# ABOUT THIS EXERCISE
For the data below, restate word for word only the lines from the line containing "CPU utilization across sampled units (0–100)." through the line containing "Pods currently deployed.", both ends included.

--------

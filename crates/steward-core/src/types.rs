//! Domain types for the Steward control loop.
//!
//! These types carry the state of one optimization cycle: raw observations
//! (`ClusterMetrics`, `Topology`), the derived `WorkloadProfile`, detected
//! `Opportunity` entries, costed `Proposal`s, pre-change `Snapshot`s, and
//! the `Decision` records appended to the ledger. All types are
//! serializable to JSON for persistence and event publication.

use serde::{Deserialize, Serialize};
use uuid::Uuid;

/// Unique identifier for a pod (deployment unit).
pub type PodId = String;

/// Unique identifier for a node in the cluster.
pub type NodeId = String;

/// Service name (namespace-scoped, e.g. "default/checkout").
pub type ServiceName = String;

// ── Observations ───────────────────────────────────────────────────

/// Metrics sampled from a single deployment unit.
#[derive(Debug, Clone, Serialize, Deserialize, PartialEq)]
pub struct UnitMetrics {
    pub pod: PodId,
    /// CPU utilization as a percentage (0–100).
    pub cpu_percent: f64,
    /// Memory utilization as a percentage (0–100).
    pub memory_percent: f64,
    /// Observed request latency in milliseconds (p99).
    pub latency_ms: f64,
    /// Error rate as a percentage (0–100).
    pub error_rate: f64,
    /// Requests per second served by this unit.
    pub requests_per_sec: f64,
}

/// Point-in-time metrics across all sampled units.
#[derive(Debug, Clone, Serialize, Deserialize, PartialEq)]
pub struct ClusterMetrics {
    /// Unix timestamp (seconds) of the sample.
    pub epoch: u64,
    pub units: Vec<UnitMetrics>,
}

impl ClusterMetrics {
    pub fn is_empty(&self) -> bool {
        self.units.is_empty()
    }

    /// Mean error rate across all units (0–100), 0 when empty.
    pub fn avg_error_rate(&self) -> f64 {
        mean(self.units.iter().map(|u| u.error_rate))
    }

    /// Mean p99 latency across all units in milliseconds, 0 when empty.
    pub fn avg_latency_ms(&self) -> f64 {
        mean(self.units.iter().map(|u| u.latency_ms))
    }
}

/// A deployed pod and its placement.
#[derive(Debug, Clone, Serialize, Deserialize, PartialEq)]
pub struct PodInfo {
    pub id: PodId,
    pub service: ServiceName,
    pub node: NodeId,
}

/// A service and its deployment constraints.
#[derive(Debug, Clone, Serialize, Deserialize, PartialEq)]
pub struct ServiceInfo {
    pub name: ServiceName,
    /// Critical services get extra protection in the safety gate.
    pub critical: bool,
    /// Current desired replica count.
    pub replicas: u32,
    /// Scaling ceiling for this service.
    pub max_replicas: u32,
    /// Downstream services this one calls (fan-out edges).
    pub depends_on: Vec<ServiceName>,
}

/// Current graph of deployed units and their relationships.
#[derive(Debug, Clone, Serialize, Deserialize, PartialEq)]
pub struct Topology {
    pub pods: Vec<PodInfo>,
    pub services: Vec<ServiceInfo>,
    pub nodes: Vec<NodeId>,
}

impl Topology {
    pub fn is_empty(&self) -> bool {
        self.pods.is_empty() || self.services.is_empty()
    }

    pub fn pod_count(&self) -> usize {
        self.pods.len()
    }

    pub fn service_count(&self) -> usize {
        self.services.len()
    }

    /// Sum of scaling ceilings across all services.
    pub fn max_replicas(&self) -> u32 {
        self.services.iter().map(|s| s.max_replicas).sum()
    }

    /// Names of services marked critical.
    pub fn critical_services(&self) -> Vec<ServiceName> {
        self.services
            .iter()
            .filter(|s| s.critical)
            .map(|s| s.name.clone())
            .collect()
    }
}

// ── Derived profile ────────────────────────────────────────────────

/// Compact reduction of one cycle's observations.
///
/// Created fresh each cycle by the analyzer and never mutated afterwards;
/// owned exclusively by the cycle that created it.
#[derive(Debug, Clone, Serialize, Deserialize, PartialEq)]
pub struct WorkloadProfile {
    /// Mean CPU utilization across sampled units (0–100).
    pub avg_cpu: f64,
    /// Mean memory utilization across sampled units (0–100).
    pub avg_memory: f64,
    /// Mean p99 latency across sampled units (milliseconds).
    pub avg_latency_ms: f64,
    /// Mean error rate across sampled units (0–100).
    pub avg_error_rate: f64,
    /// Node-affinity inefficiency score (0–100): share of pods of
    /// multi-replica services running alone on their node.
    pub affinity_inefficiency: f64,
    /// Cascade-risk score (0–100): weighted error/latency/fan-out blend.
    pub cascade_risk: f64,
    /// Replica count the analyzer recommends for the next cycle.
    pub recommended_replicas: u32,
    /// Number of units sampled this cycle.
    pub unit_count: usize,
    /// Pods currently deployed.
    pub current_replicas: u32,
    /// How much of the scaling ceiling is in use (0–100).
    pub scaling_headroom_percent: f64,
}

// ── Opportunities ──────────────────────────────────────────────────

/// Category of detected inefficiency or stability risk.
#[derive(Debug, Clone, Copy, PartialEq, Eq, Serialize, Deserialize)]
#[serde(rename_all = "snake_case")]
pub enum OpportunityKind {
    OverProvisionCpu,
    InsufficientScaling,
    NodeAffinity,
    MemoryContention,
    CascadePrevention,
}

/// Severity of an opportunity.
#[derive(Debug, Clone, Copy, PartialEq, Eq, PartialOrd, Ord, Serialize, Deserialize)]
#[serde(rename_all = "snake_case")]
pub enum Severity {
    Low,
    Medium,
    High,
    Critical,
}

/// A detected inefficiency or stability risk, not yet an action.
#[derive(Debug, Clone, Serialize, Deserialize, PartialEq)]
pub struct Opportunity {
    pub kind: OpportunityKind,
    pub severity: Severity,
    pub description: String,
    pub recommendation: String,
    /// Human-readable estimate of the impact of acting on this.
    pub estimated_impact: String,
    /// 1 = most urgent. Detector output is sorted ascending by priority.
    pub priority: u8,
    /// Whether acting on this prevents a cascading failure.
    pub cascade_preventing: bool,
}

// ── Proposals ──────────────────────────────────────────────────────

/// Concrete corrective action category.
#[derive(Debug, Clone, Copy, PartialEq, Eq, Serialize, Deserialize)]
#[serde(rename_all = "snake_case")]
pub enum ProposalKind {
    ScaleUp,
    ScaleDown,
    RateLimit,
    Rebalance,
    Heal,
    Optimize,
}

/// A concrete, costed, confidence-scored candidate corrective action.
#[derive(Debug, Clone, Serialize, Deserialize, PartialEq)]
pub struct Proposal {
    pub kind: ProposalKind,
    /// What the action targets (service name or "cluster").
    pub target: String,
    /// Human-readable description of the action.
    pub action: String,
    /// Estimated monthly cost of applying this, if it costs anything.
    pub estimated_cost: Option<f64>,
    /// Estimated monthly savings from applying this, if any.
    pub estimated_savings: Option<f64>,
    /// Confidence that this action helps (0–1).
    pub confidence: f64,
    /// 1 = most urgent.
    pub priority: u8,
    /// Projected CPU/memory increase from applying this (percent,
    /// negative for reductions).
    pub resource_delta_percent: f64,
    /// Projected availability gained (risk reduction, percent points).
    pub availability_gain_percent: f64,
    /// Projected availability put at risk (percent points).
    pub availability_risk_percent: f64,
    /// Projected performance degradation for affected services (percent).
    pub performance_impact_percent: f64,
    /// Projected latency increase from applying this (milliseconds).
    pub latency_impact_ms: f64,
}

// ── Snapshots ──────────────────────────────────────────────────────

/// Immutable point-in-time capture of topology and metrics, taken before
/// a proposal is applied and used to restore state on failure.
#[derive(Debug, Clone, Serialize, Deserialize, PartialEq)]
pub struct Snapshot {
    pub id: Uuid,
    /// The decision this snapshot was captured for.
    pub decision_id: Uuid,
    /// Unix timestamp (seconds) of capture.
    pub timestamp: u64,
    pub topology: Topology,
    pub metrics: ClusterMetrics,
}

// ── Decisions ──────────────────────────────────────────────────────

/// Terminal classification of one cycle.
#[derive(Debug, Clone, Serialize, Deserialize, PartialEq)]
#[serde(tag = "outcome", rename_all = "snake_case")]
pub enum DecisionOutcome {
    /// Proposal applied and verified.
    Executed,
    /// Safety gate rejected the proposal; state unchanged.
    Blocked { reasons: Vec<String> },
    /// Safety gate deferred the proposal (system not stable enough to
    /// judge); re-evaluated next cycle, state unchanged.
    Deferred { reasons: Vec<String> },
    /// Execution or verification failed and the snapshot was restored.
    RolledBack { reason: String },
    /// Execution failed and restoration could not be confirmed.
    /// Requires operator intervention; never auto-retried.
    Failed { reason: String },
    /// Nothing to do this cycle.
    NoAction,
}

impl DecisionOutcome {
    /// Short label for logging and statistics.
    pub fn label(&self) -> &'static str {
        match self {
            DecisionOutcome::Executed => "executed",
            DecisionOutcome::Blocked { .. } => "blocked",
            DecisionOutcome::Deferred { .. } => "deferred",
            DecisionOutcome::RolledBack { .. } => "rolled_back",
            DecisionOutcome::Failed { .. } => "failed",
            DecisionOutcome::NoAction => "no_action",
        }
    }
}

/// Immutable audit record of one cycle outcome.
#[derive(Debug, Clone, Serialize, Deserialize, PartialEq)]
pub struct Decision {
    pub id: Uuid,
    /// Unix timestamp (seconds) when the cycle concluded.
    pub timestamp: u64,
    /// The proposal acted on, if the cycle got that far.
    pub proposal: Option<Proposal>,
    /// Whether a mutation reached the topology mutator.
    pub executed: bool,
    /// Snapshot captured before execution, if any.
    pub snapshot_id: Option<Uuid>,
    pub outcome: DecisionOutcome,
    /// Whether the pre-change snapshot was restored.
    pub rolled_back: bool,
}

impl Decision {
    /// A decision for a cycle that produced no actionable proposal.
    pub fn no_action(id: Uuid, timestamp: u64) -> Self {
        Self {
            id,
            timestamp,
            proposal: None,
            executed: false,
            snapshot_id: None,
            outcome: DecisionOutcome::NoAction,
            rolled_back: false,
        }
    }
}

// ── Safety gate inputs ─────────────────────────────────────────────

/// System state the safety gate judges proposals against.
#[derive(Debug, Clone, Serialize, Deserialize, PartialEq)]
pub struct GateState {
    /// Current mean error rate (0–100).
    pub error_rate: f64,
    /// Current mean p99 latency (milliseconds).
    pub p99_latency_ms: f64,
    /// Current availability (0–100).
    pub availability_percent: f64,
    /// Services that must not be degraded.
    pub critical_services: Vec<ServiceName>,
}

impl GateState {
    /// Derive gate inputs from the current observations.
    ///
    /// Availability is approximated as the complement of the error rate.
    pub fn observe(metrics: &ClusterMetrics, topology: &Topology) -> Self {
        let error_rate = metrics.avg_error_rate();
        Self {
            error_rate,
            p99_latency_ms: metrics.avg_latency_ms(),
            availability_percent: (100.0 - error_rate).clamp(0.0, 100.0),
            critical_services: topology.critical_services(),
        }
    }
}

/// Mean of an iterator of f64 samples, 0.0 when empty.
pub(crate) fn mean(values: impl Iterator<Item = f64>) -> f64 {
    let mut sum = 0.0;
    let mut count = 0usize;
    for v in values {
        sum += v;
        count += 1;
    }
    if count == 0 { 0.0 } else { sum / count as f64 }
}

--------

# PROBLEM SOLUTION
    /// Mean CPU utilization across sampled units (0–100).
    pub avg_cpu: f64,
    /// Mean memory utilization across sampled units (0–100).
    pub avg_memory: f64,
    /// Mean p99 latency across sampled units (milliseconds).
    pub avg_latency_ms: f64,
    /// Mean error rate across sampled units (0–100).
    pub avg_error_rate: f64,
    /// Node-affinity inefficiency score (0–100): share of pods of
    /// multi-replica services running alone on their node.
    pub affinity_inefficiency: f64,
    /// Cascade-risk score (0–100): weighted error/latency/fan-out blend.
    pub cascade_risk: f64,
    /// Replica count the analyzer recommends for the next cycle.
    pub recommended_replicas: u32,
    /// Number of units sampled this cycle.
    pub unit_count: usize,
    /// Pods currently deployed.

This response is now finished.